Keywords: Agriculture; Sustainable development; Financial inclusion; Financial institutions
Agriculture used to be the largest contributor to the Gross Domestic Product (GDP) in Nigeria before the 1960 independence; the sector employed the largest number of labour, caused the country to earned foreign currencies, and made the country renown in the international community . With the discovery of mineral oil in the 1970s, oil and gas became the mainstay of the economy, causing attention to shift away from agriculture. Besides the agriculture and oil and gas sectors, other real sectors of the Nigerian economy, such as the manufacturing, building and construction, power and energy, oil and gas, amongst others, have attracted foreign direct investment (FDI), grown remarkably and delivered favourable economic results. One of factors responsible for such growth is the high level of interest and economic activities in these sectors, unlike in agriculture where interest has waned in the course of time, in spite of the favourable natural climatic conditions in Nigeria.

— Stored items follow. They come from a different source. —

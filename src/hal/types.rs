// src/hal/types.rs
//! Core types for converter abstraction
//!
//! Variant-specific behaviour (rate table and conversion decoding) is selected by
//! [`DeviceVariant`] through pure functions instead of per-device types.

use crate::config::constants::ads111x::*;
use serde::{Deserialize, Serialize};

/// Converter family member wired to a channel
#[derive(Debug, Clone, Copy, PartialEq, Eq, Hash, Serialize, Deserialize)]
#[serde(rename_all = "lowercase")]
pub enum DeviceVariant {
    /// 12-bit, 128..3300 SPS
    Ads1015,
    /// 16-bit single channel, 8..860 SPS
    Ads1114,
    /// 16-bit four channel, 8..860 SPS
    Ads1115,
}

/// Programmable gain amplifier setting
#[derive(Debug, Clone, Copy, PartialEq, Eq, Hash, Serialize, Deserialize)]
pub enum Gain {
    #[serde(rename = "2/3")]
    TwoThirds,
    #[serde(rename = "1")]
    One,
    #[serde(rename = "2")]
    Two,
    #[serde(rename = "4")]
    Four,
    #[serde(rename = "8")]
    Eight,
    #[serde(rename = "16")]
    Sixteen,
}

/// Conversion mode
#[derive(Debug, Clone, Copy, PartialEq, Eq, Hash, Serialize, Deserialize)]
#[serde(rename_all = "snake_case")]
pub enum ConversionMode {
    SingleShot,
    Continuous,
}

/// Data rate validated against a device variant's rate table
#[derive(Debug, Clone, Copy, PartialEq, Eq, Hash)]
pub struct DataRate {
    sps: u32,
    bits: u16,
}

impl Gain {
    /// Config register bits for this gain
    pub fn config_bits(self) -> u16 {
        match self {
            Gain::TwoThirds => 0x0000,
            Gain::One => 0x0200,
            Gain::Two => 0x0400,
            Gain::Four => 0x0600,
            Gain::Eight => 0x0800,
            Gain::Sixteen => 0x0A00,
        }
    }

    /// Full-scale input range in volts (±)
    pub fn full_scale_volts(self) -> f64 {
        match self {
            Gain::TwoThirds => 6.144,
            Gain::One => 4.096,
            Gain::Two => 2.048,
            Gain::Four => 1.024,
            Gain::Eight => 0.512,
            Gain::Sixteen => 0.256,
        }
    }
}

impl ConversionMode {
    pub fn config_bits(self) -> u16 {
        match self {
            ConversionMode::SingleShot => CONFIG_MODE_SINGLE,
            ConversionMode::Continuous => CONFIG_MODE_CONTINUOUS,
        }
    }
}

impl DataRate {
    /// Validate `sps` for `variant`
    pub fn new(variant: DeviceVariant, sps: u32) -> Option<Self> {
        data_rate_bits(variant, sps).map(|bits| Self { sps, bits })
    }

    pub fn sps(self) -> u32 {
        self.sps
    }

    pub fn config_bits(self) -> u16 {
        self.bits
    }
}

const ADS111X_RATES: [(u32, u16); 8] = [
    (8, 0x0000),
    (16, 0x0020),
    (32, 0x0040),
    (64, 0x0060),
    (128, 0x0080),
    (250, 0x00A0),
    (475, 0x00C0),
    (860, 0x00E0),
];

const ADS1015_RATES: [(u32, u16); 7] = [
    (128, 0x0000),
    (250, 0x0020),
    (490, 0x0040),
    (920, 0x0060),
    (1600, 0x0080),
    (2400, 0x00A0),
    (3300, 0x00C0),
];

fn rate_table(variant: DeviceVariant) -> &'static [(u32, u16)] {
    match variant {
        DeviceVariant::Ads1015 => &ADS1015_RATES,
        DeviceVariant::Ads1114 | DeviceVariant::Ads1115 => &ADS111X_RATES,
    }
}

/// Config register bits for `sps`, or `None` if the variant does not support it
pub fn data_rate_bits(variant: DeviceVariant, sps: u32) -> Option<u16> {
    rate_table(variant)
        .iter()
        .find(|(rate, _)| *rate == sps)
        .map(|(_, bits)| *bits)
}

/// Supported sample rates for a variant, ascending
pub fn supported_rates(variant: DeviceVariant) -> Vec<u32> {
    rate_table(variant).iter().map(|(rate, _)| *rate).collect()
}

/// Decode a big-endian conversion register into a signed sample
pub fn decode_conversion(variant: DeviceVariant, raw: [u8; 2]) -> i32 {
    let value = u16::from_be_bytes(raw);
    match variant {
        // 12-bit result, left justified
        DeviceVariant::Ads1015 => {
            let value = (value >> 4) as i32;
            if value & 0x800 != 0 {
                value - (1 << 12)
            } else {
                value
            }
        }
        DeviceVariant::Ads1114 | DeviceVariant::Ads1115 => value as i16 as i32,
    }
}

/// Assemble a config register word
pub fn config_word(gain: Gain, rate: DataRate, mode: ConversionMode) -> u16 {
    // mux 0: AIN0/AIN1 differential, the only input on single-channel parts
    let mux = 0u16 << CONFIG_MUX_OFFSET;
    mux | gain.config_bits() | mode.config_bits() | rate.config_bits() | CONFIG_COMP_QUE_DISABLE
}

#[cfg(test)]
mod tests {
    use super::*;

    #[test]
    fn test_rate_lookup_per_variant() {
        assert_eq!(data_rate_bits(DeviceVariant::Ads1114, 128), Some(0x0080));
        assert_eq!(data_rate_bits(DeviceVariant::Ads1115, 860), Some(0x00E0));
        assert_eq!(data_rate_bits(DeviceVariant::Ads1015, 128), Some(0x0000));
        assert_eq!(data_rate_bits(DeviceVariant::Ads1015, 3300), Some(0x00C0));
        assert_eq!(data_rate_bits(DeviceVariant::Ads1015, 8), None);
        assert_eq!(data_rate_bits(DeviceVariant::Ads1114, 100), None);
    }

    #[test]
    fn test_decode_sixteen_bit() {
        assert_eq!(decode_conversion(DeviceVariant::Ads1114, [0x7F, 0xFF]), 32767);
        assert_eq!(decode_conversion(DeviceVariant::Ads1114, [0x80, 0x00]), -32768);
        assert_eq!(decode_conversion(DeviceVariant::Ads1115, [0xFF, 0xFF]), -1);
    }

    #[test]
    fn test_decode_twelve_bit() {
        assert_eq!(decode_conversion(DeviceVariant::Ads1015, [0x7F, 0xF0]), 2047);
        assert_eq!(decode_conversion(DeviceVariant::Ads1015, [0x80, 0x00]), -2048);
        assert_eq!(decode_conversion(DeviceVariant::Ads1015, [0xFF, 0xF0]), -1);
    }

    #[test]
    fn test_config_word() {
        let rate = DataRate::new(DeviceVariant::Ads1114, 128).unwrap();
        let word = config_word(Gain::One, rate, ConversionMode::Continuous);
        assert_eq!(word, 0x0283);

        let word = config_word(Gain::Eight, rate, ConversionMode::SingleShot);
        assert_eq!(word & CONFIG_GAIN_MASK, 0x0800);
        assert_eq!(word & CONFIG_MODE_SINGLE, CONFIG_MODE_SINGLE);
    }
}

Oyewo and Badejo defined sustainable development as ‘the utilization of resources to meet the economic, social and environmental needs of human, such that the interest of the present and future generation is served .’ Sustainable economic development seeks to meet the economic needs of the present generation without compromising the ability of future generations to meet their own economic need. Agriculture uses natural resources such as water, soil, wind, and biodiversity to meet the needs of man. These resources should be used in such a manner that their future use to sustain the economy is not jeopardised. Considering the growth and development which agriculture has brought to the country in time past, it is desirable to tackle the problems currently bedevilling the sector, in order to reposition it for inclusive sustainable development. One of the major challenges in the agriculture sector is access to finance-a problem financial inclusion seeks to address [3,4].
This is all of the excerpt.